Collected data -
──────────────────────────────

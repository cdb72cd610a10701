//! Error envelope for remexec-ssh
//!
//! Every failing session operation returns a [`SessionError`]: the operation,
//! the script it ran for, the command text once composed, the exit code and
//! the underlying [`Cause`].

use std::fmt;
use std::io;
use std::path::PathBuf;
use std::string::FromUtf8Error;
use std::sync::{Arc, Weak};

use remexec_script::{Script, ScriptError};
use thiserror::Error;

use crate::transport::TransportError;

/// Exit code recorded for failures that have no remote exit status
pub const NO_EXIT_STATUS: i32 = -1;

/// Public operation that failed
#[derive(Debug, Clone, Copy, PartialEq, Eq)]
pub enum Operation {
    Connect,
    StdoutPipe,
    StderrPipe,
    Run,
    Start,
    Wait,
}

impl fmt::Display for Operation {
    fn fmt(&self, f: &mut fmt::Formatter<'_>) -> fmt::Result {
        let name = match self {
            Operation::Connect => "connect",
            Operation::StdoutPipe => "stdout pipe",
            Operation::StderrPipe => "stderr pipe",
            Operation::Run => "run",
            Operation::Start => "start",
            Operation::Wait => "wait",
        };
        f.write_str(name)
    }
}

/// Failure class
#[derive(Debug, Clone, Copy, PartialEq, Eq)]
pub enum ErrorKind {
    /// Script invalid or arguments could not be rendered; nothing was sent
    Composition,
    /// Trust store, dial or channel open failed
    Connection,
    /// An output pipe could not be created
    StreamSetup,
    /// The remote command ran and did not exit cleanly
    RemoteProcess,
    /// The command could not be run or waited on
    Execution,
}

/// Underlying cause of a [`SessionError`]
#[derive(Error, Debug)]
pub enum Cause {
    #[error("script failed to parse: {0}")]
    ScriptInvalid(#[source] ScriptError),

    #[error("cannot render script: {0}")]
    Render(#[source] ScriptError),

    #[error("cannot read rendered script: {0}")]
    ReadBody(#[source] io::Error),

    #[error("rendered script is not valid UTF-8: {0}")]
    BodyEncoding(#[source] FromUtf8Error),

    #[error("cannot find home directory of current user")]
    HomeDirNotFound,

    #[error("cannot access known_hosts file {}: {source}", path.display())]
    KnownHosts {
        path: PathBuf,
        #[source]
        source: io::Error,
    },

    #[error("cannot dial {address}: {source}")]
    Dial {
        address: String,
        #[source]
        source: TransportError,
    },

    #[error("cannot open session channel: {0}")]
    OpenChannel(#[source] TransportError),

    #[error("{0} is already attached")]
    StreamTaken(&'static str),

    #[error("cannot attach {0} after the command was started")]
    StreamAfterStart(&'static str),

    #[error("command was already started")]
    AlreadyStarted,

    #[error("command was not started")]
    NotStarted,

    #[error("session is closed")]
    Closed,

    #[error("cannot configure local terminal: {0}")]
    Terminal(#[source] io::Error),

    #[error("pseudo-terminal request failed: {0}")]
    Pty(#[source] TransportError),

    #[error("cannot start command: {0}")]
    Exec(#[source] TransportError),

    #[error("cannot copy {stream}: {source}")]
    Stream {
        stream: &'static str,
        #[source]
        source: io::Error,
    },

    #[error("I/O task ended abnormally: {0}")]
    Pump(String),

    #[error("remote process exited with status {0}")]
    Exited(u32),

    #[error("remote process was killed by signal {0}")]
    Signaled(String),

    #[error("remote process exited without reporting a status")]
    ExitStatusMissing,

    #[error("command was terminated")]
    Terminated,
}

impl Cause {
    #[must_use]
    pub fn kind(&self) -> ErrorKind {
        match self {
            Cause::ScriptInvalid(_)
            | Cause::Render(_)
            | Cause::ReadBody(_)
            | Cause::BodyEncoding(_) => ErrorKind::Composition,
            Cause::HomeDirNotFound
            | Cause::KnownHosts { .. }
            | Cause::Dial { .. }
            | Cause::OpenChannel(_) => ErrorKind::Connection,
            Cause::StreamTaken(_) | Cause::StreamAfterStart(_) => ErrorKind::StreamSetup,
            Cause::Exited(_) | Cause::Signaled(_) => ErrorKind::RemoteProcess,
            _ => ErrorKind::Execution,
        }
    }

    /// Remote exit status, or `-1` when the cause carries none
    ///
    /// A process killed by a signal reports `128 + signal number` the way a
    /// shell does; unrecognized signal names report `128`.
    #[must_use]
    pub fn exit_code(&self) -> i32 {
        match self {
            Cause::Exited(status) => i32::try_from(*status).unwrap_or(i32::MAX),
            Cause::Signaled(signal) => SIGNAL_EXIT_BASE + signal_number(signal).unwrap_or(0),
            _ => NO_EXIT_STATUS,
        }
    }
}

const SIGNAL_EXIT_BASE: i32 = 128;

/// POSIX number of a signal named as in the SSH protocol (`TERM`, `KILL`, ...)
fn signal_number(name: &str) -> Option<i32> {
    let number = match name {
        "HUP" => 1,
        "INT" => 2,
        "QUIT" => 3,
        "ILL" => 4,
        "ABRT" => 6,
        "FPE" => 8,
        "KILL" => 9,
        "USR1" => 10,
        "SEGV" => 11,
        "USR2" => 12,
        "PIPE" => 13,
        "ALRM" => 14,
        "TERM" => 15,
        _ => return None,
    };
    Some(number)
}

/// Error returned by every failing session operation
#[derive(Error, Debug)]
#[error("{operation} script \"{script_name}\": {cause}")]
pub struct SessionError {
    operation: Operation,
    script_name: String,
    script: Weak<dyn Script>,
    command: Option<String>,
    exit_code: i32,
    #[source]
    cause: Cause,
}

impl SessionError {
    pub(crate) fn new(
        operation: Operation,
        script: &Arc<dyn Script>,
        command: Option<&str>,
        cause: Cause,
    ) -> Self {
        Self {
            operation,
            script_name: script.name().to_string(),
            script: Arc::downgrade(script),
            command: command.map(str::to_string),
            exit_code: cause.exit_code(),
            cause,
        }
    }

    #[must_use]
    pub fn operation(&self) -> Operation {
        self.operation
    }

    #[must_use]
    pub fn kind(&self) -> ErrorKind {
        self.cause.kind()
    }

    /// Originating script, if it is still alive
    #[must_use]
    pub fn script(&self) -> Option<Arc<dyn Script>> {
        self.script.upgrade()
    }

    #[must_use]
    pub fn script_name(&self) -> &str {
        &self.script_name
    }

    /// Composed command text, `None` if composition never succeeded
    #[must_use]
    pub fn command(&self) -> Option<&str> {
        self.command.as_deref()
    }

    /// Remote exit status, `-1` for local or transport failures
    #[must_use]
    pub fn exit_code(&self) -> i32 {
        self.exit_code
    }

    #[must_use]
    pub fn cause(&self) -> &Cause {
        &self.cause
    }

    #[must_use]
    pub fn into_cause(self) -> Cause {
        self.cause
    }

    /// Whether a fresh session might succeed
    ///
    /// Only dial and channel-open failures qualify. Nothing in this crate
    /// retries on its own.
    #[must_use]
    pub fn is_retryable(&self) -> bool {
        matches!(self.cause, Cause::Dial { .. } | Cause::OpenChannel(_))
    }
}

#[cfg(test)]
mod tests {
    use std::error::Error as _;

    use remexec_script::ShellScript;

    use super::*;

    fn script() -> Arc<dyn Script> {
        Arc::new(ShellScript::bash("deploy", "echo ok"))
    }

    #[test]
    fn test_exit_code_follows_cause() {
        let script = script();

        let exited = SessionError::new(Operation::Run, &script, Some("cmd"), Cause::Exited(3));
        assert_eq!(exited.exit_code(), 3);
        assert_eq!(exited.kind(), ErrorKind::RemoteProcess);

        let signaled = SessionError::new(
            Operation::Wait,
            &script,
            Some("cmd"),
            Cause::Signaled("TERM".into()),
        );
        assert_eq!(signaled.exit_code(), 143);
        assert_eq!(signaled.kind(), ErrorKind::RemoteProcess);

        let closed = SessionError::new(
            Operation::Start,
            &script,
            Some("cmd"),
            Cause::Exec(TransportError::ChannelClosed),
        );
        assert_eq!(closed.exit_code(), -1);
        assert_eq!(closed.kind(), ErrorKind::Execution);
    }

    #[test]
    fn test_signal_exit_codes() {
        assert_eq!(Cause::Signaled("KILL".into()).exit_code(), 137);
        assert_eq!(Cause::Signaled("INT".into()).exit_code(), 130);
        assert_eq!(Cause::Signaled("XCPU".into()).exit_code(), 128);
    }

    #[test]
    fn test_display_is_stable() {
        let script = script();
        let err = SessionError::new(
            Operation::Connect,
            &script,
            None,
            Cause::Dial {
                address: "10.0.0.5:22".into(),
                source: TransportError::AuthenticationFailed("ops".into()),
            },
        );

        assert_eq!(
            err.to_string(),
            "connect script \"deploy\": cannot dial 10.0.0.5:22: authentication failed for user ops"
        );
        assert!(err.command().is_none());
        assert!(err.is_retryable());
    }

    #[test]
    fn test_cause_chain() {
        let script = script();
        let err = SessionError::new(
            Operation::Connect,
            &script,
            None,
            Cause::Dial {
                address: "h:22".into(),
                source: TransportError::UnknownHostKey {
                    host: "h".into(),
                    port: 22,
                },
            },
        );

        let transport = err
            .source()
            .and_then(|cause| cause.source())
            .and_then(|inner| inner.downcast_ref::<TransportError>());

        assert!(matches!(
            transport,
            Some(TransportError::UnknownHostKey { port: 22, .. })
        ));
    }

    #[test]
    fn test_script_reference_is_weak() {
        let script = script();
        let err = SessionError::new(
            Operation::Run,
            &script,
            None,
            Cause::ScriptInvalid(ScriptError::Unclosed(0)),
        );

        assert_eq!(err.script().map(|s| s.name().to_string()), Some("deploy".into()));

        drop(script);
        assert!(err.script().is_none());
        assert_eq!(err.script_name(), "deploy");
        assert_eq!(err.kind(), ErrorKind::Composition);
    }
}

──────────────────────────────

What you have to do - For this exercise, output exactly the lines above from the line with "dial 10.0.0.5:22: authentication" to the line with "assert!(err.script().is_none());", counting both, and leave out the rest.

Your response -
            "connect script \"deploy\": cannot dial 10.0.0.5:22: authentication failed for user ops"
        );
        assert!(err.command().is_none());
        assert!(err.is_retryable());
    }

    #[test]
    fn test_cause_chain() {
        let script = script();
        let err = SessionError::new(
            Operation::Connect,
            &script,
            None,
            Cause::Dial {
                address: "h:22".into(),
                source: TransportError::UnknownHostKey {
                    host: "h".into(),
                    port: 22,
                },
            },
        );

        let transport = err
            .source()
            .and_then(|cause| cause.source())
            .and_then(|inner| inner.downcast_ref::<TransportError>());

        assert!(matches!(
            transport,
            Some(TransportError::UnknownHostKey { port: 22, .. })
        ));
    }

    #[test]
    fn test_script_reference_is_weak() {
        let script = script();
        let err = SessionError::new(
            Operation::Run,
            &script,
            None,
            Cause::ScriptInvalid(ScriptError::Unclosed(0)),
        );

        assert_eq!(err.script().map(|s| s.name().to_string()), Some("deploy".into()));

        drop(script);
        assert!(err.script().is_none());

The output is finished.